Art therapy is a form of psychotherapy that uses visual art materials to support expression, exploration, and integration. It’s not about being “good” at art—it’s about using art as a language when words aren’t enough. This process invites people to externalize internal experiences, access emotions stored in the body, and develop new pathways of self-regulation, resilience, and insight (Malchiodi, 2020). And while children often benefit from this non-verbal modality, adults carry complex stories that are often just as difficult to articulate.
In fact, research shows that adults navigating trauma, grief, burnout, depression, anxiety, chronic illness, or identity shifts can benefit deeply from art therapy interventions (Haeyen, van Hooren, van der Veld, & Hutschemaekers, 2018). The process taps into right-brain functions—like creativity, sensory memory, and intuition—offering access to emotions stored beneath conscious awareness (Schore, 2019). Through color, texture, shape, and movement, the art becomes a mirror, a metaphor, and a map.
For adults, this is especially vital. Many have learned to suppress, intellectualize, or invalidate their feelings. Art therapy gently bypasses these defenses, inviting people into a space where they can “say” what cannot yet be spoken. As the page holds the pain, and the clay shapes the sorrow, people begin to feel less fragmented and more whole.

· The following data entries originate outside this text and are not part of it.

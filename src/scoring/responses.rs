use crate::scoring::models::{Points, ScoreRecord};
use crate::scoring::verdict::Verdict;
use serde::{Deserialize, Serialize};

#[derive(Debug, PartialEq, Serialize, Deserialize)]
#[serde(rename_all = "camelCase")]
pub struct SubmitScoreResponse {
    pub error: bool,
    #[serde(skip_serializing_if = "Option::is_none")]
    pub error_code: Option<ScoreSubmissionError>,
    #[serde(skip_serializing_if = "Option::is_none")]
    pub session_id: Option<String>,
    #[serde(skip_serializing_if = "Option::is_none")]
    pub username: Option<String>,
    #[serde(skip_serializing_if = "Option::is_none")]
    pub distance: Option<f64>,
    #[serde(skip_serializing_if = "Option::is_none")]
    pub points: Option<Points>,
    #[serde(skip_serializing_if = "Option::is_none")]
    pub verdict: Option<Verdict>,
    #[serde(skip_serializing_if = "Option::is_none")]
    pub message: Option<String>,
    #[serde(skip_serializing_if = "Option::is_none")]
    pub formatted_distance: Option<String>,
}

impl SubmitScoreResponse {
    pub fn refused(error_code: ScoreSubmissionError) -> Self {
        Self {
            error: true,
            error_code: Some(error_code),
            session_id: None,
            username: None,
            distance: None,
            points: None,
            verdict: None,
            message: None,
            formatted_distance: None,
        }
    }
}

/// All possible reasons why a score submission may be refused.
#[derive(Debug, PartialEq, Serialize, Deserialize)]
#[serde(rename_all = "camelCase")]
pub enum ScoreSubmissionError {
    MalformedBody,
    MissingUsername,
    UsernameTooLong,
    MissingImageId,
    InvalidGuessCoordinates,
    InvalidTrueCoordinates,
}

#[derive(Debug, PartialEq, Serialize, Deserialize)]
#[serde(rename_all = "camelCase")]
pub struct ScoreSessionResponse {
    pub error: bool,
    #[serde(skip_serializing_if = "Option::is_none")]
    pub error_code: Option<ScoreSessionError>,
    #[serde(skip_serializing_if = "Option::is_none")]
    pub record: Option<ScoreRecord>,
}

#[derive(Debug, PartialEq, Serialize, Deserialize)]
#[serde(rename_all = "camelCase")]
pub enum ScoreSessionError {
    SessionNotFound,
}
use crate::cli::Args;
use crate::nominatim::NominatimClient;
use crate::storage::interface::IScoreStorage;
use crate::storage::scores::HashMapScoreStorage;
use std::time::Duration;

#[derive(Clone, Default)]
pub struct AppContext<SS: IScoreStorage> {
    pub scores: SS,
    pub nominatim: Option<NominatimClient>,
}

pub fn init(args: &Args) -> AppContext<HashMapScoreStorage> {
    let nominatim = args.nominatim_url.as_ref().map(|base_url| {
        let timeout = Duration::from_millis(args.nominatim_timeout_ms);
        NominatimClient::new(base_url.clone(), timeout)
            .expect("Failed to build the Nominatim HTTP client.")
    });
    match &args.nominatim_url {
        Some(base_url) => tracing::info!(%base_url, "Land checks are enabled."),
        None => tracing::info!("Land checks are disabled."),
    }
    AppContext {
        scores: HashMapScoreStorage::with_capacity(args.max_stored_sessions),
        nominatim,
    }
}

Older adults, too, benefit from the embodied, integrative nature of art therapy. Engaging in creative processes has been linked to improved cognitive function, reduced isolation, and enhanced emotional well-being in aging populations (Kinney & Rentz, 2005). In groups, art becomes a way to share stories, foster connection, and affirm identity in a life stage that often confronts loss, transition, and invisibility.
Even professionals and caregivers can find sanctuary in art therapy. In a culture that praises productivity and punishes rest, art provides a place to decompress, reconnect, and rebuild a relationship with self. Creativity becomes resistance. It becomes remembrance. And ultimately, it becomes repair.
So no—art therapy isn’t just for kids. It’s for anyone seeking to come home to themselves. It’s for the tired, the tangled, the transitioning. It’s for the quieted voices, the heavy hearts, the ones who forgot they had anything left to say. Whether you’re scribbling in chalk, sculpting from clay, or stitching together fragments of your story with fabric and glue, you are doing the sacred work of witnessing your own becoming.
Art therapy meets you exactly where you are—and walks with you toward where you’re meant to be.
References
Haeyen, S., van Hooren, S., van der Veld, W., & Hutschemaekers, G. (2018). Measuring the contribution of art therapy in multidisciplinary treatment of personality disorders: The construction of the Observation Scale for Art Therapy in Personality Disorders (OAT-PD). The Arts in Psychotherapy, 58, 11–16. https://doi.org/10.1016/j.aip.2017.11.003
Kinney, J. M., & Rentz, C. A. (2005). Observed well-being among individuals with dementia: Memories in the Making™, an art program, versus other structured activity. American Journal of Alzheimer’s Disease and Other Dementias, 20(4), 220–227. https://doi.org/10.1177/153331750502000406
Malchiodi, C. A. (2020). Trauma and expressive arts therapy: Brain, body, and imagination in the healing process. Guilford Press.
Schore, A. N. (2019). Right brain psychotherapy. W. W. Norton & Company.